A woman who alleges she was sexually abused at the age of 14 by a local priest was told her real motivation for taking the case to Wicklow Circuit Court yesterday was a dispute over land between her family and the priest, Father Chris Conroy, writes Tim O'Brien in Wicklow.
Father Conroy (72), a Carmelite and retired Peruvian missionary, faces two charges of sexual assault contrary to section 2 of the Criminal Law Rape Amendment Act 1990. These are alleged to have taken place in the Glen of the Downs and the priest's home, both in Co Wicklow, between May and September 2000.
Responding to Mr Paul Murray SC, for the Director of Public Prosecutions, the woman, now 18, said she had formed a habit of visiting the priest in his home from the time she turned 11 and was in junior school.
She told Judge Pat McCartan she believed the priest had been grooming her for sexual abuse. The witness said the priest had taken her to get her ears pierced when this was not permitted by her parents and that he had also bought her a bikini, "short shorts", knee-length boots and a "boob tube". He had given the witness's brother a watch.
The court heard the relationship between the schoolgirl and the priest was one in which matters of a sexual nature were frequently raised.

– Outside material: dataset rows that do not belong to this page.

//! Pagination button layout for story and category list pages.
//!
//! The layout is a pure function of `(cur_page, num_pages)` and is
//! reproduced verbatim by the client search script, so server-rendered
//! list pages and client-rendered result pages paginate identically.

/// One button slot in a pagination bar.
#[derive(Debug, Clone, Copy, PartialEq, Eq)]
pub enum PageLink {
    /// Link to a page.
    Page(u32),
    /// The current page (rendered without a link).
    Current(u32),
    /// A "..." placeholder covering two or more skipped pages.
    Skip,
}

/// Compute the button layout for a list with `num_pages` pages, viewed at
/// `cur` (1-based).
///
/// Single-page lists render no buttons. Otherwise the bar contains a
/// window of two pages around the current one, plus jump buttons to the
/// first and last page when they fall outside the window. A gap of exactly
/// one page is rendered as that page number; only wider gaps collapse into
/// a [`PageLink::Skip`] placeholder.
pub fn layout(cur: u32, num_pages: u32) -> Vec<PageLink> {
    if num_pages <= 1 {
        return Vec::new();
    }
    let cur = cur.clamp(1, num_pages);
    let lo = cur.saturating_sub(2).max(1);
    let hi = (cur + 2).min(num_pages);

    let mut links = Vec::new();
    if lo > 1 {
        links.push(PageLink::Page(1));
        if lo - 1 == 2 {
            links.push(PageLink::Page(2));
        } else if lo > 2 {
            links.push(PageLink::Skip);
        }
    }
    for page in lo..=hi {
        if page == cur {
            links.push(PageLink::Current(page));
        } else {
            links.push(PageLink::Page(page));
        }
    }
    if hi < num_pages {
        if num_pages - hi == 2 {
            links.push(PageLink::Page(num_pages - 1));
        } else if num_pages - hi > 2 {
            links.push(PageLink::Skip);
        }
        links.push(PageLink::Page(num_pages));
    }
    links
}

#[cfg(test)]
mod tests {
    use super::*;
    use PageLink::{Current, Page, Skip};

    #[test]
    fn single_page_renders_nothing() {
        assert!(layout(1, 1).is_empty());
        assert!(layout(1, 0).is_empty());
    }

    #[test]
    fn five_pages_all_visible_from_first() {
        assert_eq!(
            layout(1, 5),
            vec![Current(1), Page(2), Page(3), Page(4), Page(5)]
        );
    }

    #[test]
    fn middle_of_twenty_pages() {
        assert_eq!(
            layout(10, 20),
            vec![
                Page(1),
                Skip,
                Page(8),
                Page(9),
                Current(10),
                Page(11),
                Page(12),
                Skip,
                Page(20)
            ]
        );
    }

    #[test]
    fn two_hundred_pages_at_hundred() {
        assert_eq!(
            layout(100, 200),
            vec![
                Page(1),
                Skip,
                Page(98),
                Page(99),
                Current(100),
                Page(101),
                Page(102),
                Skip,
                Page(200)
            ]
        );
    }

    #[test]
    fn first_jump_appears_past_page_three() {
        // cur=3: the window itself reaches page 1.
        assert_eq!(
            layout(3, 10),
            vec![
                Page(1),
                Page(2),
                Current(3),
                Page(4),
                Page(5),
                Skip,
                Page(10)
            ]
        );
        // cur=4: page 1 is a jump button adjacent to the window.
        assert_eq!(layout(4, 10)[0], Page(1));
        assert_eq!(layout(4, 10)[1], Page(2));
    }

    #[test]
    fn one_page_gap_renders_number_not_skip() {
        // Window [3..7], last page 9: only page 8 lies between.
        assert_eq!(
            layout(5, 9),
            vec![
                Page(1),
                Page(2),
                Page(3),
                Page(4),
                Current(5),
                Page(6),
                Page(7),
                Page(8),
                Page(9)
            ]
        );
    }

    #[test]
    fn wide_gap_collapses_to_skip() {
        assert_eq!(
            layout(6, 12),
            vec![
                Page(1),
                Skip,
                Page(4),
                Page(5),
                Current(6),
                Page(7),
                Page(8),
                Skip,
                Page(12)
            ]
        );
    }

    #[test]
    fn last_page_view_mirrors_first() {
        assert_eq!(
            layout(5, 5),
            vec![Page(1), Page(2), Page(3), Page(4), Current(5)]
        );
    }

    #[test]
    fn out_of_range_current_is_clamped() {
        assert_eq!(
            layout(99, 3),
            vec![Page(1), Page(2), Current(3)]
        );
    }
}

After a shopping trip to Dún Laoghaire in June 2000 she claims he assaulted her in his car as they travelled home.
The court was also told the priest had inappropriately given a massage to the woman, touching her skin in the conservatory of his home.
The woman gave evidence that after this incident she had become sick and depressed and told her mother and later her father. Her parents had taken her to a sexual assault unit and informed the Garda.
But counsel for Father Conroy, Mr Richard N. Kean SC, alleged the "real reason" the case was in court was because of a land dispute with the priest.
Responding to Mr Kean, the witness agreed she had told her mother in June 2000 but they had not told her father until May 2001 and a complaint was not made to the Garda until August 2002. During this time, Mr Kean suggested there had been a "vicious dispute" between the family and the priest over land.
Mr Kean further suggested that the first time her father spoke to the priest was when the two men and the victim's brother had met in January 2002 to discuss the land issues - a meeting at which the alleged abuse had apparently not been raised.
Mr Kean said the family lost High Court proceedings over the land in July 2002 and within two days the witness's father had sought to raise the abuse.
Mr Kean put it to the witness that the first time her father had thought it was necessary for her to be seen by a counsellor was the day after the family had lost the High Court case over land.